8. Method (100) according to claim 7, wherein the positions of the data points (219) projected onto the border image (227) are varied taking into account gradient values ​​of the border image (227), and wherein the gradient values ​​are changes in the pixel values ​​relative to the predefined pixel value depending on the distances of the R. 416661 - 26 - describe the respective pixels (P2) to the pixels (P1) that depict the second border (217).

9. Method (100) according to any one of the preceding claims 4 to 8, wherein the outline image (227) is generated by applying a Canny-Edge algorithm to the generated mask (223) in the camera data (207).

10. Method (100) according to any one of the preceding claims 4 to 9, wherein generating the border image (227) comprises performing a high-gamma correction.

11. Method (100) according to claim 10, wherein performing the high-gamma correction comprises performing a Gaussian blur filter.

12. Method (100) according to any one of the preceding claims, further comprising: Performing (131) lidar odometry based on the lidar data (205) of the at least one lidar sensor (201); Performing (133) motion compensation of the lidar sensor (201) during the acquisition of lidar data (205) by the lidar sensor (201).

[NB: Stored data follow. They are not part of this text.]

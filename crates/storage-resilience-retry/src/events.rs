use std::time::{Duration, Instant};
use storage_resilience_core::{ErrorCategory, ResilienceEvent};

/// Why a failed attempt was not retried.
#[derive(Debug, Clone, Copy, PartialEq, Eq)]
pub enum SkipReason {
    /// The classification (or the policy's category set) rules out a retry.
    NotRetryable,
    /// The operation is not idempotent and the policy did not opt in.
    NonIdempotent,
}

/// Events emitted by the retry executor.
#[derive(Debug, Clone)]
pub enum RetryEvent {
    /// A retry is about to be made after `delay`.
    Retry {
        resource: String,
        timestamp: Instant,
        attempt: u32,
        delay: Duration,
        category: ErrorCategory,
    },
    /// The operation succeeded (either on first try or after retries).
    Success {
        resource: String,
        timestamp: Instant,
        attempts: u32,
    },
    /// The operation failed on its last permitted attempt.
    Exhausted {
        resource: String,
        timestamp: Instant,
        attempts: u32,
        category: ErrorCategory,
    },
    /// A failure surfaced without using the remaining retry budget.
    NotRetried {
        resource: String,
        timestamp: Instant,
        attempts: u32,
        category: ErrorCategory,
        reason: SkipReason,
    },
    /// The circuit rejected the attempt before it ran.
    Rejected {
        resource: String,
        timestamp: Instant,
        attempts: u32,
    },
    /// The caller cancelled; no further attempts are made.
    Cancelled {
        resource: String,
        timestamp: Instant,
        attempts: u32,
    },
}

impl ResilienceEvent for RetryEvent {
    fn event_type(&self) -> &'static str {
        match self {
            RetryEvent::Retry { .. } => "retry",
            RetryEvent::Success { .. } => "success",
            RetryEvent::Exhausted { .. } => "exhausted",
            RetryEvent::NotRetried { .. } => "not_retried",
            RetryEvent::Rejected { .. } => "rejected",
            RetryEvent::Cancelled { .. } => "cancelled",
        }
    }

    fn timestamp(&self) -> Instant {
        match self {
            RetryEvent::Retry { timestamp, .. }
            | RetryEvent::Success { timestamp, .. }
            | RetryEvent::Exhausted { timestamp, .. }
            | RetryEvent::NotRetried { timestamp, .. }
            | RetryEvent::Rejected { timestamp, .. }
            | RetryEvent::Cancelled { timestamp, .. } => *timestamp,
        }
    }

    fn resource_key(&self) -> &str {
        match self {
            RetryEvent::Retry { resource, .. }
            | RetryEvent::Success { resource, .. }
            | RetryEvent::Exhausted { resource, .. }
            | RetryEvent::NotRetried { resource, .. }
            | RetryEvent::Rejected { resource, .. }
            | RetryEvent::Cancelled { resource, .. } => resource,
        }
    }
}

13. Method (100) according to one of the preceding claims, wherein the segmentation of the lidar data (205) and / or the segmentation of the camera data (207) is carried out by at least one trained artificial intelligence, in particular a segmentation network.

14. Computing unit (235) configured to perform the method (100) for calibrating a lidar sensor (201) and a camera sensor (203) of a vehicle (200) according to any one of the preceding claims 1 to 13.

15. Computer program product comprising instructions which, when the program is executed by a data processing unit, cause it to perform certain actions, R. 416661 - 27 - the method (100) for calibrating a lidar sensor (201) and a camera sensor (203) of a vehicle (200) according to any one of the preceding claims 1 to 13.